INPUT RECORDS START

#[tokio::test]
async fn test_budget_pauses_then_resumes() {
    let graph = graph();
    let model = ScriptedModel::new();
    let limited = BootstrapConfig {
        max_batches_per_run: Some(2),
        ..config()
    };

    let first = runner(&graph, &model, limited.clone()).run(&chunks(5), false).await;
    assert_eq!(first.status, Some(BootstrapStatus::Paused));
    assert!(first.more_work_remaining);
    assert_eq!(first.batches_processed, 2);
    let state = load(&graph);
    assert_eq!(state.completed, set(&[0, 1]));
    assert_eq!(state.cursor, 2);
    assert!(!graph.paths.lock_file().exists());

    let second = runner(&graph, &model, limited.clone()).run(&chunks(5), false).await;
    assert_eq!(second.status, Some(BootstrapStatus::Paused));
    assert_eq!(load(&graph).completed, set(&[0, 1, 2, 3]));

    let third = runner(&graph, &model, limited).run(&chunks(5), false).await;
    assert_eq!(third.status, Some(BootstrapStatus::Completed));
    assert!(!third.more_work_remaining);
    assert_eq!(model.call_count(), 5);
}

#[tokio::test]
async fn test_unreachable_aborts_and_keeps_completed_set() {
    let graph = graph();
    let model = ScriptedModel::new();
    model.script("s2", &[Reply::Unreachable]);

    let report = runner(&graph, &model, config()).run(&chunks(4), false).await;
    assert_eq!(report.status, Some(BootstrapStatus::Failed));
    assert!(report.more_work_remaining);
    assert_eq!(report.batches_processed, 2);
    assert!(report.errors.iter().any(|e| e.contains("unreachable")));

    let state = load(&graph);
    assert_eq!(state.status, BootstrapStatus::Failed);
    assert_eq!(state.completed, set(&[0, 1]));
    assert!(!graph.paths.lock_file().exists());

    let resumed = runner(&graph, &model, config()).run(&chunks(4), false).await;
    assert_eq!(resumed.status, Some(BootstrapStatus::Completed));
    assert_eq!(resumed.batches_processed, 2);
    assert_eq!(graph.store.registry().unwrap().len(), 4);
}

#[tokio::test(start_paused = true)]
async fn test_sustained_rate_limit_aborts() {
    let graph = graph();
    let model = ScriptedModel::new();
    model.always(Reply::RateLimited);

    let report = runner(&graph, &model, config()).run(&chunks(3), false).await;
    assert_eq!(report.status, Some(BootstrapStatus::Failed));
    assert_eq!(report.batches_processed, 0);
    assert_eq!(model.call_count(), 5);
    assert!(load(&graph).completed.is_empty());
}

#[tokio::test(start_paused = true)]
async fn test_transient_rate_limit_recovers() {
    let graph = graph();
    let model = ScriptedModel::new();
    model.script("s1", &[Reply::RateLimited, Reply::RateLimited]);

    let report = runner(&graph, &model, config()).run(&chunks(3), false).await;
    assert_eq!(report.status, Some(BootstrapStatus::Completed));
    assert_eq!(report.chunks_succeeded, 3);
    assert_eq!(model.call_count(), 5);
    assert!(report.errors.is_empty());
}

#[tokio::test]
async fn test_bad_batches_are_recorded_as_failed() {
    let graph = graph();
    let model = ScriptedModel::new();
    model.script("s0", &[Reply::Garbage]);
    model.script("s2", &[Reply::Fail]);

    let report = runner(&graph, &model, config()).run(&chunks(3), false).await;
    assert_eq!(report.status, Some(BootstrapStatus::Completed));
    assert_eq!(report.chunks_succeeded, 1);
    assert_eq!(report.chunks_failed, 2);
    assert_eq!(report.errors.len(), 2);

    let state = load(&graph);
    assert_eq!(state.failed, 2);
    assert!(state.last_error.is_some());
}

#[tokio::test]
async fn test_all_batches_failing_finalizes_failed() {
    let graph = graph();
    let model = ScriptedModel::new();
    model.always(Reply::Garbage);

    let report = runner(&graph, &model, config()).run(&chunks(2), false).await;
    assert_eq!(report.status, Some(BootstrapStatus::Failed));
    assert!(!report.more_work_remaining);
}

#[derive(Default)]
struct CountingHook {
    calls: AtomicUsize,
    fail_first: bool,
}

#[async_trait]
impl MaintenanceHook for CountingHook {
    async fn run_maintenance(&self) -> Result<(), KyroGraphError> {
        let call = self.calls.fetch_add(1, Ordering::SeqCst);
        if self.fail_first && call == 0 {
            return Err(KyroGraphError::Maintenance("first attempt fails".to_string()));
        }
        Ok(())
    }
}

INPUT RECORDS END
INPUT RECORDS START

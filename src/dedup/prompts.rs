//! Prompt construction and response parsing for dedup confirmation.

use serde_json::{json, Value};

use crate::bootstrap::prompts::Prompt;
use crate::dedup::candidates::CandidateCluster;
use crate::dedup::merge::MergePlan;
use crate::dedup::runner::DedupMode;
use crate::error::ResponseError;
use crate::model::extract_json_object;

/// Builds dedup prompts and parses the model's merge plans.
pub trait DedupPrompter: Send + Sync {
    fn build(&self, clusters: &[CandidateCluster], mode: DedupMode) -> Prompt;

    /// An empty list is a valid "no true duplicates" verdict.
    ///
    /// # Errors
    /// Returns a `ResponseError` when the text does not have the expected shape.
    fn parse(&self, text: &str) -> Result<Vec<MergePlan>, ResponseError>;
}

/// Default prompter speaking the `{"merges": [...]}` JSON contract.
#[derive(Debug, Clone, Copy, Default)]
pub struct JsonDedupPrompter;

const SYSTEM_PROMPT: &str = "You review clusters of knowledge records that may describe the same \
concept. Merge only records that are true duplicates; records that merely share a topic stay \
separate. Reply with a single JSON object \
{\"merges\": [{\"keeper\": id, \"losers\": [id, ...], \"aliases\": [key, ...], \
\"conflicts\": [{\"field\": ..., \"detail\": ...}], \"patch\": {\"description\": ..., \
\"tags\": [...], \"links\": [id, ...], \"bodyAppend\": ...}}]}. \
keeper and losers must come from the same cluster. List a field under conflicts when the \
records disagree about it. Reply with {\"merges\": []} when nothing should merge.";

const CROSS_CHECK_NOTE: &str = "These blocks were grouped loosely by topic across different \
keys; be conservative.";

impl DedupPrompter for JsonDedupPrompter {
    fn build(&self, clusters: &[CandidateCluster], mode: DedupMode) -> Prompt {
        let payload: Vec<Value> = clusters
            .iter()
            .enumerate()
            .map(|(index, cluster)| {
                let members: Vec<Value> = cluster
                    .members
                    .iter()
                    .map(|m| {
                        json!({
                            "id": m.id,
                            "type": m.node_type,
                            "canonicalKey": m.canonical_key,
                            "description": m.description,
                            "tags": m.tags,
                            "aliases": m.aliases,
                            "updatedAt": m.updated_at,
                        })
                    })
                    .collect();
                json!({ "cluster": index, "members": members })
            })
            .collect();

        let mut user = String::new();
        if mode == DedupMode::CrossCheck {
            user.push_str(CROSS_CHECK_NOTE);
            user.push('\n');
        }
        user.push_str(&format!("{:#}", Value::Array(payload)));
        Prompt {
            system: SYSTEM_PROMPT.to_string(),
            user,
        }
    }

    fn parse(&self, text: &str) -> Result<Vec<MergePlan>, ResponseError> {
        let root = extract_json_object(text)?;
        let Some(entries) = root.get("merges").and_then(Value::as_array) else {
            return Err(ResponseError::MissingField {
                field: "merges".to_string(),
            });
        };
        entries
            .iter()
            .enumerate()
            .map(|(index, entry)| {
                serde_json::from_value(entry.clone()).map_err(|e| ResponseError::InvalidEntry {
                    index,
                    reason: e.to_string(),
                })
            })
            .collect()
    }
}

INPUT RECORDS END

> _WHAT NEEDS TO BE DONE_: The answer is the run of lines above from the line containing "async fn test_unreachable_aborts_and_keeps_completed_set()" through the line containing "assert_eq!(report.batches_processed, 2);", copied exactly and alone.

> _EXERCISE OUTPUT_:
async fn test_unreachable_aborts_and_keeps_completed_set() {
    let graph = graph();
    let model = ScriptedModel::new();
    model.script("s2", &[Reply::Unreachable]);

    let report = runner(&graph, &model, config()).run(&chunks(4), false).await;
    assert_eq!(report.status, Some(BootstrapStatus::Failed));
    assert!(report.more_work_remaining);
    assert_eq!(report.batches_processed, 2);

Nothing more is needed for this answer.